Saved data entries
------------------------------

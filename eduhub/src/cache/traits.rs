//! Cache storage trait definitions.

use async_trait::async_trait;
use std::time::Duration;

use crate::error::Result;

/// Trait for client-side cache backends.
///
/// The browser app kept small conveniences (recent search terms,
/// session tokens) in local storage; this trait is the pluggable
/// equivalent for library consumers.
#[async_trait]
pub trait CacheStorage: Send + Sync + std::fmt::Debug {
    /// Get a value by key.
    async fn get(&self, key: &str) -> Option<Vec<u8>>;

    /// Set a value with optional TTL.
    async fn set(&self, key: &str, value: &[u8], ttl: Option<Duration>);

    /// Remove a value by key.
    async fn remove(&self, key: &str);

    /// Clear all cached values.
    async fn clear(&self);
}

/// Extension trait for cache storage with typed operations.
#[async_trait]
pub trait CacheStorageExt: CacheStorage {
    /// Get a JSON-deserialized value.
    async fn get_json<T: serde::de::DeserializeOwned + Send>(&self, key: &str) -> Option<T> {
        let data = self.get(key).await?;
        serde_json::from_slice(&data).ok()
    }

    /// Set a JSON-serialized value.
    async fn set_json<T: serde::Serialize + Sync>(
        &self,
        key: &str,
        value: &T,
        ttl: Option<Duration>,
    ) -> Result<()> {
        let data = serde_json::to_vec(value).map_err(crate::error::Error::Json)?;
        self.set(key, &data, ttl).await;
        Ok(())
    }
}

// Blanket implementation
impl<T: ?Sized + CacheStorage> CacheStorageExt for T {}

#[cfg(test)]
mod tests {
    use super::*;
    use crate::cache::MemoryCache;
    use serde::{Deserialize, Serialize};

    #[derive(Debug, PartialEq, Serialize, Deserialize)]
    struct SessionStub {
        uid: String,
    }

    #[tokio::test]
    async fn test_cache_ext_roundtrip() {
        let cache = MemoryCache::new();
        let value = SessionStub { uid: "42".into() };

        cache.set_json("session", &value, None).await.unwrap();
        let result: Option<SessionStub> = cache.get_json("session").await;
        assert_eq!(result, Some(value));
    }
}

------------------------------

__Task brief__: What is needed is a word-for-word restatement of every line from the one with "#[tokio::test]" to the end of the entries above.

__Completed task__:
    #[tokio::test]
    async fn test_cache_ext_roundtrip() {
        let cache = MemoryCache::new();
        let value = SessionStub { uid: "42".into() };

        cache.set_json("session", &value, None).await.unwrap();
        let result: Option<SessionStub> = cache.get_json("session").await;
        assert_eq!(result, Some(value));
    }
}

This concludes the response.